Les technologies portables et autres applications fitness foisonnent, et tentent beaucoup de sportifs. Mieux vaut toutefois y réfléchir à deux fois avant de desserrer les cordons de la bourse pour les offrir à Noël.

Pour commencer, comment faire un choix dans cette offre surabondante et pas toujours très claire ? La terminologie à elle seule prête déjà à confusion : les moniteurs d’activité, bracelets connectés, dispositifs portables, smartwatches et autres applis fitness se présentent tous sous des qualificatifs différents… Fondamentalement, ces produits ont tous en commun de collecter des données afin d’inciter leurs utilisateurs à bouger davantage. Si les plus simples se bornent à compter les pas ou les foulées, les plus pointus sont capables d’effectuer des mesures : distances, différences d’altitude, durée d’activité, consommation énergétique, pouls, fréquence de pédalage, tension, température du corps et de l’environnement, durée et qualité du sommeil… rien ne leur échappe ! Sur base de ces données, leurs producteurs proposent en outre des programmes motivationnels assortis de rappels, d’encouragements, d’astuces, de conseils pour se fixer des objectifs – bref, de toutes les aides possibles et imaginables pour vous astreindre à tenir le cap.

Trophées et médailles

Ces outils présentent certes d’indéniables avantages, mais on peut se demander si tout ce bataclan incite vraiment à bouger mieux ou davantage. Ce n’est généralement pas le cas chez les mordus du sport, qui n’ont pas besoin de cela, tant l’effort leur procure un réel plaisir. Pourtant, ces passionnés s’intéressent beaucoup aux dispositifs portables, et ce pour deux raisons. La première est que la possibilité d’enregistrer précisément des résultats et valeurs essentielles représente une preuve tangible de leurs prestations, une sorte d’armoire à trophées virtuelle ( » Vous avez vu mon temps au marathon de Berlin ? « ). La seconde est qu’ils y trouvent une source d’informations qui les aideront à adapter leur programme d’entrainement.

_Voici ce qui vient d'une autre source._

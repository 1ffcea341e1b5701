//! Routing SIGINT/SIGTERM into a [`CancelToken`].
//!
//! The tool runs in its own process group, so a terminal Ctrl-C only reaches
//! the harness. The handler cancels the token, and every in-flight
//! invocation then kills its tool's process group and returns `Cancelled`.
//! The handler resets itself after the first delivery, so a second signal
//! terminates the harness the usual way.

use std::sync::OnceLock;

use crate::{
    error::{BenchError, Result},
    sweep::CancelToken,
};

static SIGNAL_TOKEN: OnceLock<CancelToken> = OnceLock::new();

/// Installs the process-wide handler. Only one token can ever be wired up.
#[cfg(unix)]
pub fn cancel_on_signals(token: &CancelToken) -> Result<()> {
    use nix::sys::signal::{SaFlags, SigAction, SigHandler, SigSet, Signal, sigaction};

    SIGNAL_TOKEN
        .set(token.clone())
        .map_err(|_| BenchError::InvalidConfig("signal handler already installed".to_string()))?;

    let action = SigAction::new(
        SigHandler::Handler(on_signal),
        SaFlags::SA_RESTART | SaFlags::SA_RESETHAND,
        SigSet::empty(),
    );
    for signal in [Signal::SIGINT, Signal::SIGTERM] {
        // SAFETY: on_signal only does an atomic load and an atomic store.
        unsafe { sigaction(signal, &action) }.map_err(std::io::Error::from)?;
    }
    log::debug!("SIGINT/SIGTERM will cancel the running sweep");
    Ok(())
}

#[cfg(not(unix))]
pub fn cancel_on_signals(token: &CancelToken) -> Result<()> {
    SIGNAL_TOKEN
        .set(token.clone())
        .map_err(|_| BenchError::InvalidConfig("signal handler already installed".to_string()))
}

#[cfg(unix)]
extern "C" fn on_signal(_signal: std::ffi::c_int) {
    if let Some(token) = SIGNAL_TOKEN.get() {
        token.cancel();
    }
}
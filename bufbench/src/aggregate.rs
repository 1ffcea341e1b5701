use serde::{Deserialize, Serialize};

use crate::error::{BenchError, Result};

/// One trial of the tool for one wire length.
#[derive(Debug, Clone, Copy, PartialEq)]
pub struct MeasurementSample {
    pub length: u64,
    /// Tool-reported `AlgoTime`.
    pub elapsed_time: u64,
    /// Tool-reported `RAT`.
    pub quality: f64,
}

/// One row of the result table.
#[derive(Debug, Clone, Copy, PartialEq, Serialize, Deserialize)]
pub struct AggregatedResult {
    pub length: u64,
    pub mean_elapsed_time: f64,
    pub quality: f64,
}

/// Something that can measure a wire length, one trial at a time.
pub trait TrialRunner: Sync {
    /// Called once per length before its trials.
    fn prepare(&self, _length: u64) -> Result<()> {
        Ok(())
    }

    fn run_trial(&self, length: u64) -> Result<MeasurementSample>;
}

/// Runs `samples` trials for `length` back to back and averages the elapsed
/// time. RAT is deterministic for a given length so the last trial's value is
/// kept. The first failing trial aborts the remaining ones.
#[allow(clippy::cast_precision_loss)]
pub fn aggregate<R: TrialRunner + ?Sized>(
    runner: &R,
    length: u64,
    samples: usize,
) -> Result<AggregatedResult> {
    if samples == 0 {
        return Err(BenchError::InvalidConfig(
            "samples must be greater than zero".to_string(),
        ));
    }

    runner.prepare(length)?;

    let mut total_time: u64 = 0;
    let mut quality = f64::NAN;
    for trial in 0..samples {
        let sample = runner.run_trial(length)?;
        log::trace!(
            "length {length} trial {}/{samples}: time={} rat={}",
            trial + 1,
            sample.elapsed_time,
            sample.quality
        );
        total_time = total_time
            .checked_add(sample.elapsed_time)
            .ok_or(BenchError::TimeOverflow {
                length,
                trials: trial + 1,
            })?;
        quality = sample.quality;
    }

    Ok(AggregatedResult {
        length,
        mean_elapsed_time: total_time as f64 / samples as f64,
        quality,
    })
}

#[cfg(test)]
mod tests {
    use super::*;
    use std::{collections::VecDeque, sync::Mutex};

    /// Replays a fixed list of (time, rat) pairs, or fails once exhausted.
    struct Scripted {
        replies: Mutex<VecDeque<(u64, f64)>>,
        calls: Mutex<usize>,
    }

    impl Scripted {
        fn new(replies: &[(u64, f64)]) -> Self {
            Self {
                replies: Mutex::new(replies.iter().copied().collect()),
                calls: Mutex::new(0),
            }
        }
    }

    impl TrialRunner for Scripted {
        fn run_trial(&self, length: u64) -> Result<MeasurementSample> {
            *self.calls.lock().unwrap() += 1;
            match self.replies.lock().unwrap().pop_front() {
                Some((elapsed_time, quality)) => Ok(MeasurementSample {
                    length,
                    elapsed_time,
                    quality,
                }),
                None => Err(BenchError::Parse {
                    command: format!("tool tech.json test{length}.json"),
                    output: String::new(),
                    reason: "pattern not found".to_string(),
                }),
            }
        }
    }

    #[test]
    fn averages_time_and_keeps_last_rat() {
        let runner = Scripted::new(&[(10, 1.0), (20, 2.0), (10, 3.0), (20, 4.0), (10, 5.5)]);
        let result = aggregate(&runner, 25, 5).unwrap();
        assert_eq!(result.length, 25);
        assert!((result.mean_elapsed_time - 14.0).abs() < f64::EPSILON);
        assert!((result.quality - 5.5).abs() < f64::EPSILON);
    }

    #[test]
    fn first_failure_aborts_remaining_trials() {
        let runner = Scripted::new(&[(10, 1.0), (20, 2.0)]);
        let err = aggregate(&runner, 25, 5).unwrap_err();
        assert!(matches!(err, BenchError::Parse { .. }));
        assert_eq!(*runner.calls.lock().unwrap(), 3);
    }

    #[test]
    fn overflowing_total_time_is_an_error() {
        let runner = Scripted::new(&[(u64::MAX - 1, 1.0), (2, 1.0), (3, 1.0)]);
        let err = aggregate(&runner, 25, 3).unwrap_err();
        assert!(matches!(
            err,
            BenchError::TimeOverflow {
                length: 25,
                trials: 2
            }
        ));
        assert_eq!(*runner.calls.lock().unwrap(), 2);
    }

    #[test]
    fn zero_samples_is_rejected() {
        let runner = Scripted::new(&[(10, 1.0)]);
        assert!(matches!(
            aggregate(&runner, 25, 0),
            Err(BenchError::InvalidConfig(_))
        ));
        assert_eq!(*runner.calls.lock().unwrap(), 0);
    }

    #[test]
    fn prepare_failure_skips_trials() {
        struct Unwritable(Scripted);
        impl TrialRunner for Unwritable {
            fn prepare(&self, _length: u64) -> Result<()> {
                Err(std::io::Error::new(std::io::ErrorKind::PermissionDenied, "read-only").into())
            }
            fn run_trial(&self, length: u64) -> Result<MeasurementSample> {
                self.0.run_trial(length)
            }
        }
        let runner = Unwritable(Scripted::new(&[(1, 1.0)]));
        assert!(matches!(aggregate(&runner, 1, 1), Err(BenchError::Io(_))));
        assert_eq!(*runner.0.calls.lock().unwrap(), 0);
    }
}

Ceux et celles qui recherchent surtout ce soutien technique s’orienteront de préférence vers des outils professionnels offrant toutes les garanties requises en termes de qualité et de prestations, ce qui limite déjà sensiblement le choix. La possibilité de comparer immédiatement ses résultats à ceux de ses proches ou concurrents partout dans le monde est une autre option séduisante pour ce groupe extrêmement compétitif.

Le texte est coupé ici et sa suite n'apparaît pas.